> DIRECTIONS
Copy each line of the data beneath in which the word "tests" appears.

START RECORD EXCERPTS

//! Core downloader implementation split into focused submodules.
//!
//! The `ChapterDownloader` struct and its methods are organized by domain:
//! - [`queue`] - Job queue: enqueueing, statistics, reported harvests
//! - [`queue_processor`] - Dispatch into worker slots and per-job processing
//! - [`config_ops`] - Runtime settings updates
//! - [`lifecycle`] - Idle waiting and shutdown coordination
//! - [`commands`] - Serialized command surface

mod commands;
mod config_ops;
mod lifecycle;
mod queue;
mod queue_processor;

// unwrap/expect are acceptable in tests for concise failure-on-error assertions
#[allow(clippy::unwrap_used, clippy::expect_used)]
#[cfg(test)]
pub(crate) mod test_helpers;
#[allow(clippy::unwrap_used, clippy::expect_used)]
#[cfg(test)]
mod tests;

pub use commands::{Command, CommandResponse};

use crate::archive::ArchiveAssembler;
use crate::auxiliary::AuxiliaryContextManager;
use crate::config::Settings;
use crate::context::{AuxiliaryContextFactory, ContextFactory, RenderingContext};
use crate::error::{Error, Result};
use crate::pipeline::DownloadPipeline;
use crate::transfer::{AssetFetcher, BlobSink, FsSink, HttpFetcher};
use crate::types::{Asset, Event, Job, JobId, JobOutcome};
use std::collections::{HashMap, VecDeque};
use std::path::PathBuf;
use std::sync::atomic::{AtomicBool, AtomicU64};
use std::sync::{Arc, Mutex, MutexGuard, PoisonError, RwLock};

/// External collaborators the downloader drives
#[derive(Clone)]
pub struct Collaborators {
    /// Opens a rendering context per dispatched job
    pub contexts: Arc<dyn ContextFactory>,
    /// Transfers asset bytes
    pub fetcher: Arc<dyn AssetFetcher>,
    /// Persists files, archives and documents
    pub sink: Arc<dyn BlobSink>,
    /// Creates the document renderer on first use
    pub auxiliary: Arc<dyn AuxiliaryContextFactory>,
}

impl Collaborators {
    /// Bundled HTTP fetcher and filesystem sink rooted at `output_root`
    pub fn with_http(
        contexts: Arc<dyn ContextFactory>,
        auxiliary: Arc<dyn AuxiliaryContextFactory>,
        output_root: impl Into<PathBuf>,
        settings: &Settings,
    ) -> Result<Self> {
        Ok(Self {
            contexts,
            fetcher: Arc::new(HttpFetcher::new(settings.request_timeout)?),
            sink: Arc::new(FsSink::new(output_root)),
            auxiliary,
        })
    }
}

/// How a queued job obtains its assets
pub(crate) enum ContextSource {
    /// Open a new rendering context and close it afterwards
    Fresh,
    /// Reuse a caller-owned context; never closed by the scheduler
    Active(Arc<dyn RenderingContext>),
    /// Wait for a `harvestComplete` command carrying the assets
    Reported(tokio::sync::oneshot::Receiver<Vec<Asset>>),
}

/// Internal struct representing a job waiting for a worker slot
pub(crate) struct QueuedJob {
    pub(crate) id: JobId,
    pub(crate) job: Job,
    pub(crate) source: ContextSource,
    pub(crate) result_tx: tokio::sync::oneshot::Sender<JobOutcome>,
}

/// Queue and worker-slot state, guarded by one mutex
///
/// Critical sections never await, so a blocking mutex is used.
#[derive(Default)]
pub(crate) struct SchedulerState {
    /// Jobs waiting for dispatch; the front is dispatched next
    pub(crate) queue: VecDeque<QueuedJob>,
    /// Jobs currently holding a worker slot
    pub(crate) active_workers: usize,
    /// Reported jobs still waiting for their harvest
    pub(crate) pending_reports: HashMap<JobId, tokio::sync::oneshot::Sender<Vec<Asset>>>,
}

/// Services used by workers
#[derive(Clone)]
pub(crate) struct Services {
    pub(crate) contexts: Arc<dyn ContextFactory>,
    pub(crate) pipeline: DownloadPipeline,
    pub(crate) assembler: ArchiveAssembler,
}

/// Main downloader instance (cloneable - all fields are Arc-wrapped)
#[derive(Clone)]
pub struct ChapterDownloader {
    /// Event broadcast channel sender (multiple subscribers supported)
    pub(crate) event_tx: tokio::sync::broadcast::Sender<Event>,
    /// Current settings; replaced wholesale on update
    pub(crate) settings: Arc<RwLock<Arc<Settings>>>,
    /// Queue and worker-slot state
    pub(crate) scheduler: Arc<Mutex<SchedulerState>>,
    /// Signalled whenever the queue drains and the last worker finishes
    pub(crate) idle: Arc<tokio::sync::Notify>,
    /// Next job ID
    pub(crate) next_id: Arc<AtomicU64>,
    /// Flag to indicate whether new jobs are accepted (set to false during shutdown)
    pub(crate) accepting_new: Arc<AtomicBool>,
    /// Worker services
    pub(crate) services: Services,
}

impl ChapterDownloader {
    /// Create a new ChapterDownloader instance
    ///
    /// Settings are validated first. Nothing runs until jobs are enqueued.
    pub fn new(settings: Settings, collaborators: Collaborators) -> Result<Self> {
        settings.validate()?;

        // Large enough that a UI subscriber lagging behind a big batch still catches up
        let (event_tx, _rx) = tokio::sync::broadcast::channel(1000);

        let auxiliary = AuxiliaryContextManager::new(collaborators.auxiliary);
        let pipeline = DownloadPipeline::new(
            collaborators.fetcher.clone(),
            collaborators.sink.clone(),
            event_tx.clone(),
        );
        let assembler = ArchiveAssembler::new(
            collaborators.fetcher,
            collaborators.sink,
            auxiliary,
            event_tx.clone(),
        );

        tracing::info!(
            output_mode = ?settings.output_mode,
            concurrency_limit = settings.concurrency_limit,
            per_asset_concurrency_limit = settings.per_asset_concurrency_limit,
            "Chapter downloader initialized"
        );

        Ok(Self {
            event_tx,
            settings: Arc::new(RwLock::new(Arc::new(settings))),
            scheduler: Arc::new(Mutex::new(SchedulerState::default())),
            idle: Arc::new(tokio::sync::Notify::new()),
            next_id: Arc::new(AtomicU64::new(1)),
            accepting_new: Arc::new(AtomicBool::new(true)),
            services: Services {
                contexts: collaborators.contexts,
                pipeline,
                assembler,
            },
        })
    }

    /// Subscribe to job events
    ///
    /// Multiple subscribers are supported. Each subscriber receives all events independently.
    /// A subscriber that falls more than 1000 events behind receives `RecvError::Lagged`.
    pub fn subscribe(&self) -> tokio::sync::broadcast::Receiver<Event> {
        self.event_tx.subscribe()
    }

    /// Emit an event to all subscribers
    ///
    /// With no active subscribers the event is dropped.
    pub(crate) fn emit_event(&self, event: Event) {
        self.event_tx.send(event).ok();
    }

    /// Lock the scheduler state
    ///
    /// No critical section can leave the state half-updated, so a poisoned
    /// lock is recovered rather than propagated.
    pub(crate) fn lock_scheduler(&self) -> MutexGuard<'_, SchedulerState> {
        self.scheduler.lock().unwrap_or_else(PoisonError::into_inner)
    }

    pub(crate) fn ensure_accepting(&self) -> Result<()> {
        if self.accepting_new.load(std::sync::atomic::Ordering::SeqCst) {
            Ok(())
        } else {
            Err(Error::ShuttingDown)
        }
    }
}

END RECORD EXCERPTS

> SOLUTION FOR THIS PROBLEM
// unwrap/expect are acceptable in tests for concise failure-on-error assertions
mod tests;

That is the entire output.